Provided records —
○ ○ ○
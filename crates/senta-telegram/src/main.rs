//! Senta Telegram bot binary.
//!
//! Start the bot with:
//! ```bash
//! cargo run -p senta-telegram -- /path/to/config.json
//! ```

use std::path::Path;
use std::process::ExitCode;
use std::sync::Arc;

use senta_core::Settings;
use senta_telegram::cli::{self, Invocation};
use senta_telegram::{About, Result, SentaBot};
use tracing_subscriber::EnvFilter;

#[tokio::main]
async fn main() -> ExitCode {
    let about = About::current();

    match cli::parse_args(std::env::args_os()) {
        Invocation::Usage => {
            print!("{}", about.usage_text());
            ExitCode::SUCCESS
        }
        Invocation::Version => {
            print!("{}", about.version_text());
            ExitCode::SUCCESS
        }
        Invocation::UnknownArgument(arg) => {
            println!("Unknown argument: {}", arg);
            println!("More information: {} help", about.bin);
            ExitCode::FAILURE
        }
        Invocation::Invalid(message) => {
            eprint!("{}", message);
            ExitCode::FAILURE
        }
        Invocation::Run { config, verbose } => {
            init_logging(verbose);
            tracing::info!(version = %about.version_string(), "Start server");

            match run(&config).await {
                Ok(()) => ExitCode::SUCCESS,
                Err(e) => {
                    tracing::error!(error = %e, config = %config.display(), "Bot terminated");
                    eprintln!("Error: {}", e);
                    ExitCode::FAILURE
                }
            }
        }
    }
}

fn init_logging(verbose: u8) {
    // RUST_LOG wins over --verbose
    let filter = EnvFilter::try_from_default_env()
        .unwrap_or_else(|_| EnvFilter::new(cli::log_filter(verbose)));

    tracing_subscriber::fmt().with_env_filter(filter).init();
}

async fn run(config: &Path) -> Result<()> {
    // Optional .env with SENTA_TLG_TOKEN / SENTA_API_TOKEN
    let _ = dotenvy::dotenv();

    let mut settings = Settings::load(config)?;
    settings.apply_env_overrides();
    settings.validate()?;
    tracing::debug!(settings = ?settings, "Effective settings");

    let bot = SentaBot::new(Arc::new(settings));

    let username = bot.get_me().await?;
    tracing::info!(username = %username, "Bot initialized successfully");
    println!("\n[robot] Senta Telegram Bot");
    println!("   Bot: @{}", username);
    println!("\n[phone] Open Telegram and send /start to begin");
    println!("   Press Ctrl+C to stop\n");

    bot.start_polling().await
}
○ ○ ○
Required action — Reproduce every entry exactly, with nothing added or dropped.

Output of the task —
filename crates/senta-telegram/src/main.rs
//! Senta Telegram bot binary.
//!
//! Start the bot with:
//! ```bash
//! cargo run -p senta-telegram -- /path/to/config.json
//! ```

use std::path::Path;
use std::process::ExitCode;
use std::sync::Arc;

use senta_core::Settings;
use senta_telegram::cli::{self, Invocation};
use senta_telegram::{About, Result, SentaBot};
use tracing_subscriber::EnvFilter;

#[tokio::main]
async fn main() -> ExitCode {
    let about = About::current();

    match cli::parse_args(std::env::args_os()) {
        Invocation::Usage => {
            print!("{}", about.usage_text());
            ExitCode::SUCCESS
        }
        Invocation::Version => {
            print!("{}", about.version_text());
            ExitCode::SUCCESS
        }
        Invocation::UnknownArgument(arg) => {
            println!("Unknown argument: {}", arg);
            println!("More information: {} help", about.bin);
            ExitCode::FAILURE
        }
        Invocation::Invalid(message) => {
            eprint!("{}", message);
            ExitCode::FAILURE
        }
        Invocation::Run { config, verbose } => {
            init_logging(verbose);
            tracing::info!(version = %about.version_string(), "Start server");

            match run(&config).await {
                Ok(()) => ExitCode::SUCCESS,
                Err(e) => {
                    tracing::error!(error = %e, config = %config.display(), "Bot terminated");
                    eprintln!("Error: {}", e);
                    ExitCode::FAILURE
                }
            }
        }
    }
}

fn init_logging(verbose: u8) {
    // RUST_LOG wins over --verbose
    let filter = EnvFilter::try_from_default_env()
        .unwrap_or_else(|_| EnvFilter::new(cli::log_filter(verbose)));

    tracing_subscriber::fmt().with_env_filter(filter).init();
}

async fn run(config: &Path) -> Result<()> {
    // Optional .env with SENTA_TLG_TOKEN / SENTA_API_TOKEN
    let _ = dotenvy::dotenv();

    let mut settings = Settings::load(config)?;
    settings.apply_env_overrides();
    settings.validate()?;
    tracing::debug!(settings = ?settings, "Effective settings");

    let bot = SentaBot::new(Arc::new(settings));

    let username = bot.get_me().await?;
    tracing::info!(username = %username, "Bot initialized successfully");
    println!("\n[robot] Senta Telegram Bot");
    println!("   Bot: @{}", username);
    println!("\n[phone] Open Telegram and send /start to begin");
    println!("   Press Ctrl+C to stop\n");

    bot.start_polling().await
}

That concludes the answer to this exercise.